En ese contexto, la moto de Pogonza fue impactada desde atrás en la calle Necol al 1093, casi en el cruce con Piobaorja, por un móvil de la Comisaría 7ma. de Villa Centenario, y por tal motivo, el niño sufrió quedó herido y tendido sobre la vía pública.
Ante esa circunstancia, la motocicleta manejada por Tomás acudió para ayudar y trasladar al menor de edad a un hospital.
Sin embargo, cuando el joven disponía iniciar su recorrido hacia un centro de salud, con sus dos hermanos en la parte trasera, fue chocado nuevamente por ese mismo patrullero cuando el vehículo policial disponía hacer una maniobra marcha atrás.
Como consecuencia de ese segundo impacto, el niño de 9 años identificado como Felipe Bautista Yedro, falleció en el acto producto de un "aplastamiento".
Despiden los restos de Felipe, el niño atropellado por un patrullero en Villa Fiorito
Los restos de Felipe Bautista Yedro, quien murió luego de ser atropellado por un móvil que era conducido por efectivos de la policía bonaerense son velados este lunes en la casa de la víctima.

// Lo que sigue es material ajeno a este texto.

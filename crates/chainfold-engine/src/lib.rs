//! Orchestration crate for chained proof folding.
//!
//! Sequences the external fold/verify tool over a proof series, writes the
//! column-linkage DSL for each batch, and retires superseded artifacts.

pub mod config;
pub mod errors;
pub mod invoker;
pub mod orchestrator;
pub mod result;
pub mod retention;

// Re-export public API for convenience
pub use errors::PipelineError;
pub use invoker::{ProcessRunner, ToolCommand, ToolOutput, ToolRunner};
pub use orchestrator::{plan_pipeline, prove_and_run, run_pipeline, PipelineStep};
pub use result::{PipelineResult, ProveOutcome};
use tracing_subscriber::EnvFilter;

/// Install the global `tracing` subscriber.
///
/// `RUST_LOG` wins over `log_level` when set. Output goes to stderr so the
/// summary on stdout stays machine-readable.
pub fn init(log_level: &str) {
    let env_filter =
        EnvFilter::try_from_default_env().unwrap_or_else(|_| EnvFilter::new(log_level));

    tracing_subscriber::fmt()
        .with_env_filter(env_filter)
        .with_target(false)
        .with_writer(std::io::stderr)
        .init();
}
pub mod plan;
pub mod prove;
pub mod run;

use std::path::PathBuf;

use anyhow::{Context, Result};
use clap::Args;

use chainfold_engine::config::parser;
use chainfold_engine::config::types::{ChallengeStrategy, PipelineConfig};
use chainfold_engine::config::validator;

/// Flags shared by every command. Each one overrides the config file.
#[derive(Args, Debug, Default)]
pub struct ChainArgs {
    /// Series name (the prover's output name)
    #[arg(long)]
    pub name: Option<String>,
    /// Number of segments; read from the series manifest when omitted
    #[arg(long)]
    pub length: Option<u64>,
    /// Circuit size parameter
    #[arg(short)]
    pub k: Option<u32>,
    /// Transcript challenge (poseidon, sha, keccak)
    #[arg(long)]
    pub challenge: Option<ChallengeStrategy>,
    /// Circuit parameter directory
    #[arg(long)]
    pub params: Option<PathBuf>,
    /// Proof output directory
    #[arg(long)]
    pub output: Option<PathBuf>,
    /// Directory for batch descriptors
    #[arg(long)]
    pub commits: Option<PathBuf>,
    /// Pipeline YAML file
    #[arg(long)]
    pub config: Option<PathBuf>,
    /// Kill any tool still running after this many seconds
    #[arg(long)]
    pub tool_timeout: Option<u64>,
}

impl ChainArgs {
    /// Load the config file (if any), apply flag overrides, then validate.
    pub fn resolve(&self) -> Result<PipelineConfig> {
        self.resolve_with(|_| {})
    }

    /// Like [`ChainArgs::resolve`], with command-specific overrides applied
    /// before validation.
    pub fn resolve_with(&self, extra: impl FnOnce(&mut PipelineConfig)) -> Result<PipelineConfig> {
        let mut config = match &self.config {
            Some(path) => parser::parse_pipeline(path)
                .with_context(|| format!("Failed to parse pipeline: {}", path.display()))?,
            None => {
                let name = self
                    .name
                    .as_deref()
                    .context("--name is required when no --config file is given")?;
                PipelineConfig::for_series(name)
            }
        };
        self.apply(&mut config);
        extra(&mut config);
        validator::validate_pipeline(&config)?;
        Ok(config)
    }

    fn apply(&self, config: &mut PipelineConfig) {
        if let Some(name) = &self.name {
            config.series.name.clone_from(name);
        }
        if self.length.is_some() {
            config.series.length = self.length;
        }
        if let Some(k) = self.k {
            config.k = k;
        }
        if let Some(challenge) = self.challenge {
            config.challenge = challenge;
        }
        if let Some(dir) = &self.params {
            config.layout.params_dir.clone_from(dir);
        }
        if let Some(dir) = &self.output {
            config.layout.output_dir.clone_from(dir);
        }
        if let Some(dir) = &self.commits {
            config.layout.commits_dir.clone_from(dir);
        }
        if self.tool_timeout.is_some() {
            config.tool_timeout_secs = self.tool_timeout;
        }
    }
}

Tanto su abuelo como su hermano reclaman la presencia del ministro de Seguridad de la provincia de Buenos Aires, Sergio Berni, para que les explique qué hacían esos policías en el barrio ya que estaban fuera de su jurisdicción.
Por la muerte de Felipe Bautista Yedro hay un policía de la Bonaerense de 21 años detenido. El otro agente involucrado en el siniestro fue acusado de lesiones y será indagado este lunes.

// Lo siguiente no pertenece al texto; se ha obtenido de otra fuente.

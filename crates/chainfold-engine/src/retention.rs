//! Retirement of superseded batch artifacts.
//!
//! Once batch `idx` has been folded and verified, batch `idx - 1` is no
//! longer needed and its artifact set is deleted. Deletion is best-effort
//! per file: an absent file counts as already retired, any other failure is
//! logged and recorded in the [`RetentionReport`] but never aborts the run.

use std::io::ErrorKind;
use std::path::{Path, PathBuf};

use chainfold_types::naming::{batch_id, ArtifactKind, ArtifactLayout, BatchId};

/// What happened to one artifact file.
#[derive(Debug, Clone, PartialEq, Eq)]
pub enum RemovalOutcome {
    Deleted,
    AlreadyAbsent,
    Failed { kind: ErrorKind, message: String },
}

#[derive(Debug, Clone, PartialEq, Eq)]
pub struct RemovalRecord {
    pub kind: ArtifactKind,
    pub path: PathBuf,
    pub outcome: RemovalOutcome,
}

/// Per-file outcome of retiring one batch.
#[derive(Debug, Clone, Default, PartialEq, Eq)]
pub struct RetentionReport {
    /// The batch whose artifacts were targeted. `None` when there was no predecessor.
    pub retired: Option<BatchId>,
    pub records: Vec<RemovalRecord>,
}

impl RetentionReport {
    #[must_use]
    pub fn deleted(&self) -> usize {
        self.count(|o| matches!(o, RemovalOutcome::Deleted))
    }

    #[must_use]
    pub fn already_absent(&self) -> usize {
        self.count(|o| matches!(o, RemovalOutcome::AlreadyAbsent))
    }

    pub fn failures(&self) -> impl Iterator<Item = &RemovalRecord> {
        self.records
            .iter()
            .filter(|r| matches!(r.outcome, RemovalOutcome::Failed { .. }))
    }

    /// `true` when every file is gone.
    #[must_use]
    pub fn is_clean(&self) -> bool {
        self.failures().next().is_none()
    }

    fn count(&self, pred: impl Fn(&RemovalOutcome) -> bool) -> usize {
        self.records.iter().filter(|r| pred(&r.outcome)).count()
    }
}

fn remove_artifact(path: &Path) -> RemovalOutcome {
    match std::fs::remove_file(path) {
        Ok(()) => RemovalOutcome::Deleted,
        Err(e) if e.kind() == ErrorKind::NotFound => RemovalOutcome::AlreadyAbsent,
        Err(e) => RemovalOutcome::Failed {
            kind: e.kind(),
            message: e.to_string(),
        },
    }
}

/// Delete the artifact set of batch `idx - 1` of `series`.
///
/// Only call once batch `idx` has been folded and verified. Files of `idx`
/// and later batches are never touched. `idx == 0` has no predecessor and
/// yields an empty report.
#[must_use]
pub fn retire(layout: &ArtifactLayout, series: &str, idx: u64) -> RetentionReport {
    let Some(prev) = idx.checked_sub(1) else {
        return RetentionReport::default();
    };
    let id = batch_id(series, prev);
    tracing::info!(batch = %id, "Removing stale batch files");

    let records = layout
        .artifact_set(&id)
        .into_iter()
        .map(|(kind, path)| {
            let outcome = remove_artifact(&path);
            match &outcome {
                RemovalOutcome::Deleted => {
                    tracing::debug!(path = %path.display(), "Removed {kind}");
                }
                RemovalOutcome::AlreadyAbsent => {
                    tracing::debug!(path = %path.display(), "{kind} already absent");
                }
                RemovalOutcome::Failed { message, .. } => {
                    tracing::warn!(
                        path = %path.display(),
                        error = %message,
                        "Failed to remove {kind}, continuing"
                    );
                }
            }
            RemovalRecord {
                kind,
                path,
                outcome,
            }
        })
        .collect();

    RetentionReport {
        retired: Some(id),
        records,
    }
}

Tomás, el hermano de la víctima, declaró en Radio Mitre que “los policías no fueron capaces de ayudarnos” y “cuando nos embistieron, la gente fue a increparlos y la policía en vez de ayudarnos se puso a reprimir y después se fue”.
El policía de la Bonaerense que conducía el patrullero que mató a Felipe quedó detenido a la espera de ser indagado este lunes por el titular de la Unidad Funcional de Instrucción N° 10 especializada en Delitos Culposos, Carlos Patricio Pérsico, quien calificó el caso de manera provisoria como “lesiones culposas y homicidio culposo agravado”. La investigación quedó en manos de la Gendarmería Nacional (GNA).
“Queríamos socorrer y encima me reprimieron. Los que me tiraron fueron los mismos policías que mataron a mi sobrino”, explicó Agustín Pogonza, el tío de los niños, quien recibió balas de goma en el pecho, en sus brazos y en el abdomen. En cuanto al estado de salud de su sobrino de 5 años, dijo que “está fuera de peligro” y que tiene una fractura en el hombro.
Una de las vecinas que fue testigo del hecho, afirmó que la patrulla “venía muy rápido” y sin sirena. “Salió huyendo, fue una irresponsabilidad total. La criatura estaba tirada en el piso y la arrastró con el auto. Fue tremendo lo que pasó, la Policía no tuvo piedad”, manifestó.